Abstract
Purpose :
Age-related macular degeneration (AMD) is the leading cause of blindness in the elderly. Genome-wide association studies (GWAS) have identified common and rare variants in genes in the complement pathway associated with AMD. To identify additional AMD risk variants and better understand the underlying disease mechanisms, we sequenced the genomic regions of genes in the alternative complement system, coagulation, and inflammatory pathways in 481 advanced AMD (AAMD) and 277 unaffected subjects.
Methods :
This study included 758 subjects, of which 340 subjects were from 76 families densely affected by AAMD. Targeted sequencing was performed on the genomic regions of 150 genes in 111 samples.

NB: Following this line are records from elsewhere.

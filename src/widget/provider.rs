use std::sync::{Arc, RwLock};
use tokio::sync::mpsc;

use super::mapper::CallbackPayload;
use super::options::WidgetOptions;

/// Source of the upload-widget factory.
///
/// The factory usually appears some time after startup (a script finishes
/// loading, a plugin registers); `None` is an expected answer, not an error.
pub trait CapabilityProvider: Send + Sync {
    fn try_acquire(&self) -> Option<Arc<dyn WidgetFactory>>;
}

pub trait WidgetFactory: Send + Sync {
    fn create_upload_widget(
        &self,
        options: &WidgetOptions,
        callback: UploadCallback,
    ) -> Box<dyn WidgetHandle>;
}

/// Opaque handle to a constructed widget. There is no teardown API.
pub trait WidgetHandle: Send + Sync {
    fn open(&self);
}

/// Sink the widget reports into; the controller reads the other end.
#[derive(Debug, Clone)]
pub struct UploadCallback {
    tx: mpsc::UnboundedSender<CallbackPayload>,
}

pub type UploadResults = mpsc::UnboundedReceiver<CallbackPayload>;

impl UploadCallback {
    pub fn channel() -> (Self, UploadResults) {
        let (tx, rx) = mpsc::unbounded_channel();
        (Self { tx }, rx)
    }

    /// Returns `false` once the owning controller is gone.
    pub fn deliver(&self, payload: CallbackPayload) -> bool {
        self.tx.send(payload).is_ok()
    }

    /// Deliver a payload in the widget's JSON form.
    pub fn deliver_json(&self, json: &str) -> serde_json::Result<bool> {
        let payload: CallbackPayload = serde_json::from_str(json)?;
        Ok(self.deliver(payload))
    }
}

/// Provider backed by a registration slot, filled whenever the factory shows up.
#[derive(Default)]
pub struct RegisteredCapability {
    factory: RwLock<Option<Arc<dyn WidgetFactory>>>,
}

impl RegisteredCapability {
    pub fn new() -> Self {
        Self::default()
    }

    pub fn register(&self, factory: Arc<dyn WidgetFactory>) {
        if let Ok(mut slot) = self.factory.write() {
            *slot = Some(factory);
        }
    }

    pub fn unregister(&self) {
        if let Ok(mut slot) = self.factory.write() {
            *slot = None;
        }
    }
}

impl CapabilityProvider for RegisteredCapability {
    fn try_acquire(&self) -> Option<Arc<dyn WidgetFactory>> {
        self.factory.read().ok().and_then(|slot| slot.clone())
    }
}
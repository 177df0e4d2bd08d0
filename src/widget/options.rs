use serde::{Deserialize, Serialize};

use crate::config::CloudinaryConfig;
use crate::types::{AppResult, UploadError};

/// Largest file the widget accepts client-side (5 MB)
pub const MAX_FILE_SIZE_BYTES: u64 = 5_000_000;

/// Construction parameters handed to the widget factory.
///
/// Serializes to the camelCase shape the hosted widget expects.
#[derive(Debug, Clone, PartialEq, Eq, Serialize, Deserialize)]
#[serde(rename_all = "camelCase")]
pub struct WidgetOptions {
    pub cloud_name: String,
    pub upload_preset: String,
    pub multiple: bool,
    #[serde(skip_serializing_if = "Option::is_none")]
    pub folder: Option<String>,
    pub max_file_size: u64,
    pub client_allowed_formats: Vec<String>,
    #[serde(skip_serializing_if = "Option::is_none")]
    pub max_files: Option<u32>,
    #[serde(skip_serializing_if = "Option::is_none")]
    pub resource_type: Option<String>,
    #[serde(default, skip_serializing_if = "Vec::is_empty")]
    pub sources: Vec<String>,
}

impl WidgetOptions {
    /// Form-field upload: one png/jpg file into the configured folder
    pub fn component(config: &CloudinaryConfig) -> Self {
        Self {
            cloud_name: config.cloud_name.clone(),
            upload_preset: config.upload_preset.clone(),
            multiple: false,
            folder: Some(config.folder.clone()),
            max_file_size: MAX_FILE_SIZE_BYTES,
            client_allowed_formats: formats(&["png", "jpg", "jpeg"]),
            max_files: None,
            resource_type: None,
            sources: Vec::new(),
        }
    }

    /// Page-level banner upload: also accepts webp and remote/camera sources
    pub fn banner(config: &CloudinaryConfig) -> Self {
        Self {
            cloud_name: config.cloud_name.clone(),
            upload_preset: config.upload_preset.clone(),
            multiple: false,
            folder: None,
            max_file_size: MAX_FILE_SIZE_BYTES,
            client_allowed_formats: formats(&["png", "jpg", "jpeg", "webp"]),
            max_files: Some(1),
            resource_type: Some("image".to_string()),
            sources: formats(&["local", "url", "camera"]),
        }
    }

    /// Widgets cannot be built without a cloud name and an unsigned preset.
    pub fn ensure_configured(&self) -> AppResult<()> {
        if self.cloud_name.trim().is_empty() {
            return Err(UploadError::NotConfigured("cloud name is empty".to_string()));
        }
        if self.upload_preset.trim().is_empty() {
            return Err(UploadError::NotConfigured("upload preset is empty".to_string()));
        }
        Ok(())
    }
}

fn formats(items: &[&str]) -> Vec<String> {
    items.iter().map(|s| s.to_string()).collect()
}
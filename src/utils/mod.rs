// Utility functions

pub mod logger;
pub mod retry;

pub use logger::*;
pub use retry::*;
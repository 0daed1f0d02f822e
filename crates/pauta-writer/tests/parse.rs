use pauta_core::markers::{BODY_MARKER, CAPTION_MARKER, DEFAULT_TITLE, HEADLINE_MARKER};
use pauta_writer::parse::parse_llm_output;
use proptest::prelude::*;

#[test]
fn sections_are_trimmed() {
    let raw = format!("{HEADLINE_MARKER}   X  \n\n{BODY_MARKER}\n Y \n{CAPTION_MARKER}\n\n Z \n");
    let article = parse_llm_output(&raw);
    assert_eq!(article.title, "X");
    assert_eq!(article.body, "Y");
    assert_eq!(article.social_caption, "Z");
}

#[test]
fn preamble_before_headline_marker_stays_in_title() {
    let article = parse_llm_output("Claro! TÍTULO: Manchete\nCORPO: corpo");
    assert_eq!(article.title, "Claro!  Manchete");
}

fn marker() -> impl Strategy<Value = &'static str> {
    prop_oneof![
        Just(HEADLINE_MARKER),
        Just(BODY_MARKER),
        Just(CAPTION_MARKER),
    ]
}

proptest! {
    #[test]
    fn parser_is_total_over_arbitrary_text(raw in any::<String>()) {
        let article = parse_llm_output(&raw);
        prop_assert_eq!(article.title.trim(), article.title.as_str());
        if !raw.contains(BODY_MARKER) {
            prop_assert_eq!(article.title.as_str(), DEFAULT_TITLE);
        }
        prop_assert_eq!(article.body.trim(), article.body.as_str());
        prop_assert_eq!(article.social_caption.trim(), article.social_caption.as_str());
    }

    #[test]
    fn parser_is_total_over_shuffled_markers(
        chunks in proptest::collection::vec((marker(), ".{0,20}"), 0..6)
    ) {
        let raw: String = chunks.iter().map(|(m, text)| format!("{m}{text}")).collect();
        let article = parse_llm_output(&raw);
        prop_assert_eq!(article.title.trim(), article.title.as_str());
        if !raw.contains(CAPTION_MARKER) {
            prop_assert_eq!(article.social_caption.as_str(), "");
        }
        if !raw.contains(BODY_MARKER) {
            prop_assert_eq!(article.title.as_str(), DEFAULT_TITLE);
        }
    }

    #[test]
    fn well_formed_sections_round_trip(
        title in "[A-Za-z][A-Za-z ]{0,30}[A-Za-z]",
        body in "[a-z][a-z .]{0,80}[a-z.]",
        caption in "[a-z#][a-z #]{0,40}[a-z]",
    ) {
        let raw = format!("{HEADLINE_MARKER} {title}\n{BODY_MARKER} {body}\n{CAPTION_MARKER} {caption}");
        let article = parse_llm_output(&raw);
        prop_assert_eq!(article.title, title);
        prop_assert_eq!(article.body, body);
        prop_assert_eq!(article.social_caption, caption);
    }
}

Whole exome sequencing was performed on the other 647 samples. Single-variant tests were performed on 3062 variants shared among ≥ 5 AAMD subjects using logistic regression. Gene-based tests were used to evaluate aggregate effects from rare and low frequency variants (at minor allele frequency [MAF] <5%) in a gene using burden tests and SKAT. Analyses were adjusted for age, sex, smoking, four principal components, and family structure.
Results :
At false discovery rate (FDR) <0.05, we identified a protein-altering variant, rs2274700 in CFH (Odds ratio=0.61, P=1.78x10-5) in association with AMD by single-variant analysis. rs2274700 is a perfect proxy of a well-known AMD intronic SNP rs1410996 (linkage disequilibrium, r2=1). Gene-based tests identified a burden of 24 variants in OPRM1 (PSKAT=0.002) and 18 in LCT (PSKAT=0.003) at FDR<0.2. For densely AAMD affected families whose members had low genetic risk score (<0.8) and no known rare variants of AMD, we hypothesized that some of those families may be explained by variants that are highly penetrant. Among the 82 extremely rare variants with MAF <0.001 in the 1000 genomes reference panel and being predicted in silico to have functional impact on proteins, we identified one highly penetrant protein-altering variant, whose risk allele was found in ≥ 80% affected AMD members in a family, but not in any of the other samples.
Conclusions :
Our study suggested novel pathogenetic rare variants and genes in immune pathways for AMD. Further functional studies will be necessary to validate our findings that will guide the design for novel therapeutic strategies for the disease.
This is a 2021 ARVO Annual Meeting abstract.